> [What is required]: Gather the lines from the material that contain "impl".

> [Data to process]:
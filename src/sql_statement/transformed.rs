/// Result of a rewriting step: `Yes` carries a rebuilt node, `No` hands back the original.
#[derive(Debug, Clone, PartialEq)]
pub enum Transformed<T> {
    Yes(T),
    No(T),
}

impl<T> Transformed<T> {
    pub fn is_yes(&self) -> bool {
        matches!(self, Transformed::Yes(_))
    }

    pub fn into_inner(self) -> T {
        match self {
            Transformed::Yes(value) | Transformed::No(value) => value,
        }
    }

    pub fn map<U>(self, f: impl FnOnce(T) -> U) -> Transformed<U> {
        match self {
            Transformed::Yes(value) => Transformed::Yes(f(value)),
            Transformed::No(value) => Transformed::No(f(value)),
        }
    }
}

...

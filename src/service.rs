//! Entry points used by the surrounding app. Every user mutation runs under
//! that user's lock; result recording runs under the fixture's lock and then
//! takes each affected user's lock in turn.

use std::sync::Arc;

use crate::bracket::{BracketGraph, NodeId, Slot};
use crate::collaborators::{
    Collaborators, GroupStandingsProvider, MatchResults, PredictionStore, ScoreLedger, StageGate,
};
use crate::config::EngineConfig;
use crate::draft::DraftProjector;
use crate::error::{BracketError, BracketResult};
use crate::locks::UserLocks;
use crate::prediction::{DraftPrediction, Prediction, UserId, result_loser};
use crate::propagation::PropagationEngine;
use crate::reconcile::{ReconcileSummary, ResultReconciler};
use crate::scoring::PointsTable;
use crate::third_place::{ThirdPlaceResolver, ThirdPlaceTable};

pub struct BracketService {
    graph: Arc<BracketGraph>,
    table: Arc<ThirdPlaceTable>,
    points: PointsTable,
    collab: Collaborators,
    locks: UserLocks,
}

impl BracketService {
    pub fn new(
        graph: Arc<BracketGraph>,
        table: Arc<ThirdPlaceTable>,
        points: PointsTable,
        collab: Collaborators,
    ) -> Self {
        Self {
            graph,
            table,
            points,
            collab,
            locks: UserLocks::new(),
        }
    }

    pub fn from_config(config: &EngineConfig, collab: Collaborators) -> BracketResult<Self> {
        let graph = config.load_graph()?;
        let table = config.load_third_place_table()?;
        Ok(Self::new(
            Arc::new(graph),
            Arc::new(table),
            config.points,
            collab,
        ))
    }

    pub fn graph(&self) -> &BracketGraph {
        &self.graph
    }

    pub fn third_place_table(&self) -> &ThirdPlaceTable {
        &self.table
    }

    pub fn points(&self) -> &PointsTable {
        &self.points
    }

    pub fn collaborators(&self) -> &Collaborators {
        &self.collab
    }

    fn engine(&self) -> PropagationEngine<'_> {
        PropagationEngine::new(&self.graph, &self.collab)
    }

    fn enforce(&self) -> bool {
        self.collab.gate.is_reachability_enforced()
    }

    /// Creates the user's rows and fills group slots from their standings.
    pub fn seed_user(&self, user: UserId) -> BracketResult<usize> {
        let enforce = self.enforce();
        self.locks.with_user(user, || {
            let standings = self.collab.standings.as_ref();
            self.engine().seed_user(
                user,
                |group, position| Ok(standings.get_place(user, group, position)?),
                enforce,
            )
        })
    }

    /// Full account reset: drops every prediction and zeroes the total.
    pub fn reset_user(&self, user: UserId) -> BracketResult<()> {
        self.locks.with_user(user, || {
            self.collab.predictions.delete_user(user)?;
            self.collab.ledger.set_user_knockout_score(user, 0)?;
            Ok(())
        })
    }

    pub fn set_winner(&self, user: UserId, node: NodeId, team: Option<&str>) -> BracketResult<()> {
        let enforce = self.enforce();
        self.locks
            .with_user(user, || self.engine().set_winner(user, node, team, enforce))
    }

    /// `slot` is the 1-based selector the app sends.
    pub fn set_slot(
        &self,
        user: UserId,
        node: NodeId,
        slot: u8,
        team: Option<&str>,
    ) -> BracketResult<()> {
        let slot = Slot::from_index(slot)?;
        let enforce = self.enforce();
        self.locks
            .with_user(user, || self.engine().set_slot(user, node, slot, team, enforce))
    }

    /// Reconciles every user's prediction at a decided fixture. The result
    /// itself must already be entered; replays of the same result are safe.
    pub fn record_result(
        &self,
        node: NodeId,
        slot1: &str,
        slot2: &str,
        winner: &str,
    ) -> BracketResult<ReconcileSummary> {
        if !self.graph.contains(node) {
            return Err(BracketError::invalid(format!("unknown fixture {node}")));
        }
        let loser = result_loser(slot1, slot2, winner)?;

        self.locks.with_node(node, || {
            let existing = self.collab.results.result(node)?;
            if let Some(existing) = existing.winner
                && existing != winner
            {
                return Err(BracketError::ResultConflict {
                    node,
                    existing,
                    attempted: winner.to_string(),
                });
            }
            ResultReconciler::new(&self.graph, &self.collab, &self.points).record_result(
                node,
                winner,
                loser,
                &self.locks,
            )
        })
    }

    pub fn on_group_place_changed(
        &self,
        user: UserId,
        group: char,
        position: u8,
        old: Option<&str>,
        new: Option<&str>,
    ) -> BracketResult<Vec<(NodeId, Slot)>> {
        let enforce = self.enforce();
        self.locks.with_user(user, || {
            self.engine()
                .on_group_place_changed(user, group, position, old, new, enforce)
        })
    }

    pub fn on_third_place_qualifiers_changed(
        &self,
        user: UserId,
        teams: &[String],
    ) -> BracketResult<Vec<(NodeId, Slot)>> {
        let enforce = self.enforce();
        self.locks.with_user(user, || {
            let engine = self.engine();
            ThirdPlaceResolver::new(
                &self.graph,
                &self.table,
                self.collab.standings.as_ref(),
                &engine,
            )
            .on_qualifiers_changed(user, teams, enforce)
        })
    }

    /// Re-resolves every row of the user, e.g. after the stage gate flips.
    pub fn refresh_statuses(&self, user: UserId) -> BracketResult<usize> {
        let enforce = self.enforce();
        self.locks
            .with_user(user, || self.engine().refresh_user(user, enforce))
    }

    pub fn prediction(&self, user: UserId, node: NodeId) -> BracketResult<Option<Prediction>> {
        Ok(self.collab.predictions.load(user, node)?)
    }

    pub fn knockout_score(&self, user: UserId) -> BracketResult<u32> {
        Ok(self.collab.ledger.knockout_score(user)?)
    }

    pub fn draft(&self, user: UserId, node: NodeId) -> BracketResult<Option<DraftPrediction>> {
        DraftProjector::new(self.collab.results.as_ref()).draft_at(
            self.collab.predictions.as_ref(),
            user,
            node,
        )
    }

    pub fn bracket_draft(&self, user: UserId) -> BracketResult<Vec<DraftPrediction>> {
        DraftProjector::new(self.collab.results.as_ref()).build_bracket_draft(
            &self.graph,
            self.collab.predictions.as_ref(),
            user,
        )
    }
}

> [Solution to this task]:
impl<T> Transformed<T> {
    pub fn map<U>(self, f: impl FnOnce(T) -> U) -> Transformed<U> {
impl BracketService {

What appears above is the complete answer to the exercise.